Updated: Feb 20, 2021

The Calcutta Mail pulls into Howrah Station and four teenagers from Bombay stumble out the iconic red-brick-white-arch façade into the blistering heat of Bengal. It’s May 1969. The summer days are sultry and sweltering.

The Savages are going on tour: Bombay-Delhi-Chandigarh-Bangalore. Touted as India’s hottest new rock-act, they’re currently arriving in Calcutta. This is the mecca of live music in India and they’re playing at the most exciting venue in town – Trincas!

Suitcases, amplifiers, guitars and limbs are piled into two Ambassador taxis.
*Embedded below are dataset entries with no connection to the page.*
//! Form-tree flattener.
//!
//! Converts a nested, section- and language-aware form document (the
//! structured configuration blob attached to placement records) into a flat
//! or shallow-nested settings mapping. Standalone: the placement resolver
//! consumes it, but it has no dependency on the rest of the crate.
//!
//! # Data Flow
//! ```text
//! nested document (serde_json::Value)
//!     → unwrap optional top-level "data" envelope
//!     → per field group: descend into the language sub-node ("lDEF")
//!     → per setting: walk() resolves value wrappers ("vDEF"),
//!       section markers ("el", "_arrayContainer") and dotted keys
//!     → FlatSettings (insertion-ordered map)
//! ```
//!
//! # Design Decisions
//! - Dotted keys expand through an explicit path upsert; each container owns
//!   its children, no aliasing during construction
//! - Non-container input yields empty settings, never an error
//! - Keys starting with `_` are metadata and skipped

use serde_json::{Map, Value};

/// Default language pointer inside a field group.
pub const DEFAULT_LANGUAGE_KEY: &str = "lDEF";
/// Default value pointer wrapping terminal values.
pub const DEFAULT_VALUE_KEY: &str = "vDEF";

/// Keys marking a repeating section group; their child is unwrapped
/// transparently.
const SECTION_KEYS: [&str; 2] = ["el", "_arrayContainer"];

/// Flattened settings: string keys mapping to scalars or nested mappings.
pub type FlatSettings = Map<String, Value>;

/// Flatten a form document using the default language and value pointers.
pub fn flatten(document: &Value) -> FlatSettings {
    flatten_with(document, DEFAULT_LANGUAGE_KEY, DEFAULT_VALUE_KEY)
}

/// Flatten a form document with explicit language/value pointers.
///
/// The document may wrap its content under a top-level `data` key; that
/// envelope is unwrapped when present. Anything that is not a container
/// flattens to empty settings.
pub fn flatten_with(document: &Value, language_key: &str, value_key: &str) -> FlatSettings {
    let mut settings = FlatSettings::new();
    let Value::Object(root) = document else {
        return settings;
    };
    let tree = match root.get("data") {
        Some(Value::Object(data)) => data,
        _ => root,
    };
    for group in tree.values() {
        let Some(Value::Object(language_node)) = group.as_object().and_then(|g| g.get(language_key))
        else {
            continue;
        };
        for (key, definition) in language_node {
            if !key.contains('.') {
                settings.insert(key.clone(), walk(definition, value_key));
                continue;
            }
            let segments: Vec<&str> = key.split('.').collect();
            let leaf = match definition {
                Value::Object(map) => match map.get(value_key) {
                    Some(value) => value.clone(),
                    None => walk(definition, value_key),
                },
                other => other.clone(),
            };
            upsert_path(&mut settings, &segments, leaf);
        }
    }
    settings
}

/// Recursively resolve one form node.
///
/// Rule order matters: value wrappers terminate the descent, section markers
/// unwrap transparently, metadata keys are skipped, dotted keys expand into
/// nested containers.
pub fn walk(node: &Value, value_key: &str) -> Value {
    let Value::Object(map) = node else {
        return node.clone();
    };
    let mut result = FlatSettings::new();
    for (key, child) in map {
        if key == value_key {
            return child.clone();
        }
        if SECTION_KEYS.contains(&key.as_str()) {
            return walk(child, value_key);
        }
        if key.starts_with('_') {
            continue;
        }
        if key.contains('.') {
            let segments: Vec<&str> = key.split('.').collect();
            let (last, parents) = segments.split_last().unwrap_or((&"", &[]));
            let mut wrapper = FlatSettings::new();
            wrapper.insert((*last).to_string(), child.clone());
            let resolved = walk(&Value::Object(wrapper), value_key);
            upsert_path(&mut result, parents, resolved);
            continue;
        }
        let resolved = match child {
            Value::Object(inner) => match inner.get(value_key) {
                Some(value) => value.clone(),
                None => walk(child, value_key),
            },
            other => other.clone(),
        };
        result.insert(key.clone(), resolved);
    }
    Value::Object(result)
}

/// Set `root[segments[0]]..[segments[n-1]] = value`, creating or descending
/// one owned container per level. Existing non-container nodes on the path
/// are replaced.
fn upsert_path(root: &mut FlatSettings, segments: &[&str], value: Value) {
    let Some((last, parents)) = segments.split_last() else {
        return;
    };
    let mut current = root;
    for segment in parents {
        let slot = current
            .entry((*segment).to_string())
            .or_insert_with(|| Value::Object(FlatSettings::new()));
        if !slot.is_object() {
            *slot = Value::Object(FlatSettings::new());
        }
        let Value::Object(next) = slot else {
            return;
        };
        current = next;
    }
    current.insert((*last).to_string(), value);
}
The fare to Park Street is an exorbitant 5 Rupees!

The Savages at Trincas Prabhakar Mundkur, Ralph Pais, Hemant Rao, Bashir Sheikh
The Savages - Prabhakar Mundkur, Ralph Pais, Hemant Rao, Bashir Sheikh
Practice was often late at night: An empty hall, a sleeping watchman, covert access to Trincas' famed patisserie!


Prabhakar Mundkur - fresh-faced, 16, a keyboardist, a singer, and currently absconding from school, is living the dream – music in the spotlight and gigs that pay money. This is the first time any of The Savages are independent and on their own dime. Bashir Sheikh on drums, Hemant Rao on lead guitar and Ralph Pais on base. They’ve been signed by Trincas for a 6-week stint as part of the Evening Cabaret show (7:30 to 11:30 PM).

“Cabaret”, before we imagine too much, is the term used for live floor-shows. The show at Trincas features music, magic, dancing, drama and of course fabulous food. There’s a showmanship to the entire affair – a master of ceremonies, a spotlight, costumes for performers, formal dress-codes for guests… think of an extravagant night in Paris, and you’d have a comparable scenario on hand!

Prabhakar on vocals

A jazz band opens the show every evening, replete with trumpet, saxophone and piano. There’s sultry Eve on vocals who’s already broken innumerable hearts. The Savages play Wilson Pickett, Manfred Mann and Steppenwolf among other soul/rock numbers (now classics!). Their opening tune is The Savage by The Shadows.

Sam-The-Sham intersperses the musical performances with magic tricks, occupying the dinner audience’s attention while the stage changes over. From pranking the tall, handsome darwan at Trincas’ front door and (literally) hypnotising the audience, this IIT graduate with his ingenuity and self-taught tricks will go on in later years to establish India’s best known magic and novelty business - Funtime Magic.

Another famous act in the summer of 1969 is Ben Ryder who sings Engelbert Humperdink and Tom Jones for the ladies. He’s pitch perfect with his baritone and has a fan following to prove it.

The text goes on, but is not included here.